| name | autoresearch |
| description | Autonomous iterative research protocol with mechanical quality gates. Multi-round search loops with per-round verification -- the agent does NOT decide when to stop, only the gate does. Works standalone or under Mercury dispatch. Triggers: "autoresearch", "自动研究", "深度调研", "deep research", "comprehensive research", "多轮调研".
|
| user-invocable | true |
| allowed-tools | WebSearch, WebFetch, Read, Write, Grep, Glob, Agent, Bash |
Autoresearch Protocol
Purpose
Autonomous iterative research for comprehensive investigations. Inspired by Karpathy autoresearch philosophy: the agent does NOT decide when research is complete -- only the mechanical quality gate does. This is slightly more relaxed than the original NEVER STOP directive: the loop terminates when all gate metrics pass, but the agent may never self-declare completion or skip the gate.
When This Applies
researchScope === "deep" (Mercury dispatch)
- Research questions >= 3
- Cross-verification across >= 3 independent sources required
- Architectural decision analysis (comparing alternatives)
- User invokes
/autoresearch or says "自动研究" / "深度调研"
For lighter research (1-2 questions, single-source verification), use the web-research skill instead.
Iron Rules
- NO COMPLETION CLAIMS WITHOUT FRESH VERIFICATION EVIDENCE -- confidence is not evidence.
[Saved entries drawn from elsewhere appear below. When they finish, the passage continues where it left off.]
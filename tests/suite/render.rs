//! Rendering checks against an in-memory terminal.

use std::time::Duration;

use almacen_engine::{Field, NavigateOptions, Route, UiOptions};
use almacen_tui::spinner_frame;
use wiremock::MockServer;
use wiremock::ResponseTemplate;

use crate::common::{app_for, closed_port_url, fill, mount_signin, render, settle, signed_in_body};

const WIDTH: u16 = 80;
const HEIGHT: u16 = 30;

fn still() -> UiOptions {
    UiOptions {
        reduced_motion: true,
        ..UiOptions::default()
    }
}

#[test]
fn sign_in_page_layout() {
    let mut app = app_for("http://localhost:1", still());
    let screen = render(&mut app, WIDTH, HEIGHT);

    assert!(screen.contains("Almacen App"));
    assert!(screen.contains("Usuario"));
    assert!(screen.contains("Contraseña"));
    assert!(screen.contains("¿Olvidaste tu contraseña?"));
    assert!(screen.contains("Iniciar sesión →"));
    // Placeholders while empty.
    assert!(screen.contains("erielit"));
    assert!(screen.contains("••••••••"));
}

#[test]
fn errors_appear_only_after_touch() {
    let mut app = app_for("http://localhost:1", still());
    let screen = render(&mut app, WIDTH, HEIGHT);
    assert!(!screen.contains("Campo obligatorio"));

    // Leaving the empty username marks it touched.
    app.focus_next();
    let screen = render(&mut app, WIDTH, HEIGHT);
    assert_eq!(screen.matches("Campo obligatorio").count(), 1);
}

#[test]
fn typed_password_is_never_shown() {
    let mut app = app_for("http://localhost:1", still());
    fill(&mut app, "erielit", "s3cr3t0");
    let screen = render(&mut app, WIDTH, HEIGHT);

    assert!(screen.contains("•••••••"));
    assert!(!screen.contains("s3cr3t0"));
}

#[tokio::test]
async fn spinner_replaces_label_while_submitting() {
    let server = MockServer::start().await;
    mount_signin(
        &server,
        ResponseTemplate::new(200)
            .set_body_json(signed_in_body("ADMIN_ROLE"))
            .set_delay(Duration::from_millis(200)),
    )
    .await;

    let options = UiOptions::default();
    let mut app = app_for(&server.uri(), options);
    fill(&mut app, "erielit", "secreto");
    app.submit();

    let screen = render(&mut app, WIDTH, HEIGHT);
    assert!(screen.contains(spinner_frame(app.tick_count(), options)));
    assert!(!screen.contains("Iniciar sesión →"));

    settle(&mut app).await;
    let screen = render(&mut app, WIDTH, HEIGHT);
    assert!(screen.contains("Administración"));
    assert!(screen.contains("Eriel") || screen.contains("erielit"));
}

#[tokio::test]
async fn failure_alert_overlays_form() {
    let mut app = app_for(&closed_port_url(), still());
    fill(&mut app, "erielit", "secreto");
    app.submit();
    settle(&mut app).await;

    let screen = render(&mut app, WIDTH, HEIGHT);
    assert!(screen.contains("Iniciar sesión"));
    assert!(screen.contains("Usuario y/o contraseña incorrectos"));

    app.dismiss_alert();
    let screen = render(&mut app, WIDTH, HEIGHT);
    assert!(!screen.contains("Usuario y/o contraseña incorrectos"));
    assert_eq!(app.form().value(Field::Username), "erielit");
}

#[test]
fn landing_areas_have_titles() {
    for (route, title) in [
        (Route::Admin, "Administración"),
        (Route::Client, "Clientes"),
        (Route::User, "Usuarios"),
    ] {
        let mut app = app_for("http://localhost:1", still());
        app.navigate(route, NavigateOptions::replace());
        let screen = render(&mut app, WIDTH, HEIGHT);
        assert!(screen.contains(title), "{route} renders {title}");
        assert!(screen.contains("cerrar sesión"));
    }
}

#[test]
fn small_terminal_does_not_panic() {
    let mut app = app_for("http://localhost:1", UiOptions::default());
    fill(&mut app, "erielit", "secreto");
    render(&mut app, 20, 6);
}
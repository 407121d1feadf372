//! UI state types for the TUI layer.
//!
//! Pure data types with no IO, no async, no ratatui dependency.
//! Used by both the engine (state ownership) and tui (rendering/input).

mod effect;

pub use effect::{PanelEffect, PanelEffectKind};

/// UI configuration options derived from config/environment.
#[derive(Debug, Clone, Copy, Default, PartialEq, Eq)]
pub struct UiOptions {
    pub ascii_only: bool,
    pub high_contrast: bool,
    pub reduced_motion: bool,
}

/// Which control of the sign-in form has keyboard focus.
#[derive(Debug, Clone, Copy, PartialEq, Eq, Default)]
pub enum Focus {
    #[default]
    Username,
    Password,
    Submit,
}

impl Focus {
    #[must_use]
    pub const fn next(self) -> Self {
        match self {
            Self::Username => Self::Password,
            Self::Password => Self::Submit,
            Self::Submit => Self::Username,
        }
    }

    #[must_use]
    pub const fn prev(self) -> Self {
        match self {
            Self::Username => Self::Submit,
            Self::Password => Self::Username,
            Self::Submit => Self::Password,
        }
    }

    #[must_use]
    pub const fn field(self) -> Option<crate::Field> {
        match self {
            Self::Username => Some(crate::Field::Username),
            Self::Password => Some(crate::Field::Password),
            Self::Submit => None,
        }
    }
}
- Every factual claim requires a source URL or an explicit UNVERIFIED tag -- no exceptions.
- Agent self-reports are not evidence -- use independent verification (subagent or checklist).
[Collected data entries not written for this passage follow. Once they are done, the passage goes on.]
mod config;
mod render;
mod signin_flow;
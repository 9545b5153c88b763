use std::path::{Path, PathBuf};

use anyhow::{Context, Result};
use serde::{Deserialize, Serialize};

use crate::data::aggregate::DEFAULT_TOP_N;
use crate::data::sentiment::{ScoringPolicy, DEFAULT_HISTOGRAM_BINS};

// ---------------------------------------------------------------------------
// Column names
// ---------------------------------------------------------------------------

/// Column names the pipeline reads from the two inputs.
#[derive(Debug, Clone, PartialEq, Serialize, Deserialize)]
#[serde(default)]
pub struct ColumnConfig {
    /// Book title, present in both tables.
    pub title: String,
    /// Average rating of a book (books table).
    pub rating: String,
    pub author: String,
    pub category: String,
    /// Number of ratings of a book (books table).
    pub ratings_count: String,
    pub review_text: String,
    pub review_score: String,
}

impl Default for ColumnConfig {
    fn default() -> Self {
        Self {
            title: "book_title".into(),
            rating: "rating".into(),
            author: "author".into(),
            category: "category".into(),
            ratings_count: "ratingsCount".into(),
            review_text: "review/text".into(),
            review_score: "review/score".into(),
        }
    }
}

// ---------------------------------------------------------------------------
// Pipeline configuration
// ---------------------------------------------------------------------------

/// Settings for one pipeline run. Every field has a default, so a config
/// file only needs the keys it changes.
#[derive(Debug, Clone, PartialEq, Serialize, Deserialize)]
#[serde(default)]
pub struct PipelineConfig {
    pub books_path: PathBuf,
    pub reviews_path: PathBuf,
    pub columns: ColumnConfig,
    pub top_n: usize,
    pub scoring_policy: ScoringPolicy,
    pub histogram_bins: usize,
}

impl Default for PipelineConfig {
    fn default() -> Self {
        Self {
            books_path: PathBuf::from("data/books_data.csv"),
            reviews_path: PathBuf::from("data/books_rating.csv"),
            columns: ColumnConfig::default(),
            top_n: DEFAULT_TOP_N,
            scoring_policy: ScoringPolicy::default(),
            histogram_bins: DEFAULT_HISTOGRAM_BINS,
        }
    }
}

impl PipelineConfig {
    /// Read a JSON config file; absent keys keep their defaults.
    pub fn from_file(path: &Path) -> Result<Self> {
        let text = std::fs::read_to_string(path)
            .with_context(|| format!("reading config {}", path.display()))?;
        serde_json::from_str(&text).with_context(|| format!("parsing config {}", path.display()))
    }
}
- "Should work" / "probably" / "I believe" are banned -- use "verified at [URL]" or "UNVERIFIED".
Rationalization Prevention
| Excuse | Reality |
|---|
| "Should be done now" | Run the quality gate |
| "I'm confident in these findings" | Confidence != Evidence |
| "The search results confirmed it" | Show the URL and cited text |
| "I covered the main points" | Check question_answer_rate >= 0.9 |
| "Further research would be diminishing returns" | Only the quality gate decides that |
Invocation & Bootstrap
Argument Parsing
/autoresearch <topic>
Optional directives (append to topic or set in dispatch prompt):
MAX_ROUNDS: N -- hard cap on iterations (default: 10)
QUESTIONS: Q1; Q2; Q3 -- explicit research questions (otherwise auto-generated)
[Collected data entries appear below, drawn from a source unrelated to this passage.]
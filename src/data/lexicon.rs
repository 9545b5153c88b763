//! Lexicon-based polarity scorer.
//!
//! A small word → polarity dictionary with negation and intensifier
//! handling, in the spirit of pattern/TextBlob scoring: matched word
//! polarities are averaged and the result clamped to `[-1, 1]`.

use std::collections::{HashMap, HashSet};

use super::sentiment::PolarityScorer;
use crate::error::ScoringError;

/// Factor applied to a polarity following a negation ("not good").
const NEGATION_FACTOR: f64 = -0.5;

/// Number of following words a negation reaches ("not the best").
const NEGATION_WINDOW: usize = 3;

/// Sentiment scorer for English review text
pub struct LexiconScorer {
    polarity: HashMap<&'static str, f64>,
    intensifiers: HashMap<&'static str, f64>,
    negations: HashSet<&'static str>,
}

impl Default for LexiconScorer {
    fn default() -> Self {
        Self::new()
    }
}

impl LexiconScorer {
    pub fn new() -> Self {
        Self {
            polarity: Self::build_polarity_lexicon(),
            intensifiers: Self::build_intensifier_lexicon(),
            negations: [
                "not", "no", "never", "neither", "nor", "dont", "doesnt", "didnt", "isnt",
                "wasnt", "cant", "couldnt", "wont", "wouldnt", "hardly",
            ]
            .into_iter()
            .collect(),
        }
    }

    /// Score already-normalized text (lowercase, no punctuation).
    pub fn score(&self, text: &str) -> f64 {
        let mut hits: Vec<f64> = Vec::new();
        let mut negate = 0usize;
        let mut boost = 1.0;

        for word in text.split_whitespace() {
            if self.negations.contains(word) {
                negate = NEGATION_WINDOW;
                continue;
            }
            if let Some(&factor) = self.intensifiers.get(word) {
                boost *= factor;
                continue;
            }
            if let Some(&p) = self.polarity.get(word) {
                let mut p = p * boost;
                if negate > 0 {
                    p *= NEGATION_FACTOR;
                }
                hits.push(p.clamp(-1.0, 1.0));
                negate = 0;
            } else {
                negate = negate.saturating_sub(1);
            }
            boost = 1.0;
        }

        if hits.is_empty() {
            return 0.0;
        }
        (hits.iter().sum::<f64>() / hits.len() as f64).clamp(-1.0, 1.0)
    }

    /// Build word polarity lexicon
    fn build_polarity_lexicon() -> HashMap<&'static str, f64> {
        [
            // Strong praise
            ("excellent", 1.0), ("perfect", 1.0), ("best", 1.0), ("wonderful", 1.0),
            ("masterpiece", 1.0), ("brilliant", 0.9), ("amazing", 0.6), ("outstanding", 0.5),
            ("fantastic", 0.4), ("superb", 1.0), ("awesome", 1.0), ("beautiful", 0.85),
            ("loved", 0.7), ("love", 0.5), ("great", 0.8), ("favorite", 0.5),

            // Mild praise
            ("good", 0.7), ("nice", 0.6), ("enjoyed", 0.4), ("enjoyable", 0.5),
            ("interesting", 0.5), ("fun", 0.3), ("happy", 0.8), ("recommend", 0.3),
            ("recommended", 0.3), ("engaging", 0.4), ("compelling", 0.5), ("fine", 0.4),
            ("helpful", 0.5), ("useful", 0.3), ("clever", 0.5), ("well", 0.3),

            // Mild criticism
            ("slow", -0.3), ("long", -0.05), ("confusing", -0.3), ("predictable", -0.2),
            ("dull", -0.4), ("flat", -0.25), ("weak", -0.4), ("mediocre", -0.5),
            ("disappointing", -0.6), ("disappointed", -0.75), ("boring", -1.0), ("bland", -0.5),

            // Strong criticism
            ("bad", -0.7), ("poor", -0.4), ("terrible", -1.0), ("awful", -1.0),
            ("horrible", -1.0), ("worst", -1.0), ("hate", -0.8), ("hated", -0.9),
            ("waste", -0.2), ("useless", -0.5), ("stupid", -0.8), ("annoying", -0.8),
            ("sad", -0.5), ("wrong", -0.5),
        ]
        .into_iter()
        .collect()
    }

    /// Build intensifier lexicon (multipliers on the next polar word)
    fn build_intensifier_lexicon() -> HashMap<&'static str, f64> {
        [
            ("very", 1.3), ("really", 1.3), ("extremely", 1.5), ("so", 1.2),
            ("incredibly", 1.5), ("truly", 1.2), ("quite", 1.1), ("too", 1.1),
            ("somewhat", 0.7), ("slightly", 0.5), ("barely", 0.5),
        ]
        .into_iter()
        .collect()
    }
}

impl PolarityScorer for LexiconScorer {
    fn polarity(&self, text: &str) -> Result<f64, ScoringError> {
        Ok(self.score(text))
    }
}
Environment Detection (do this FIRST)
- Check if
Mercury_KB/04-research/ exists in the workspace:
- YES -> Mercury mode
- Report:
Mercury_KB/04-research/RESEARCH-{TOPIC}-{ID}.md
- State:
Mercury_KB/04-research/.research-state/
- If a TaskBundle is in the dispatch prompt, read task metadata from it
- RESULTS_FILE:
results-{ISSUE_NUM}.jsonl (issue number from TaskBundle)
- NO -> Standalone mode
- Report:
.research/reports/RESEARCH-{TOPIC}-{DATE}.md
- State:
.research/state/
- RESULTS_FILE:
results.jsonl (no issue number in standalone mode)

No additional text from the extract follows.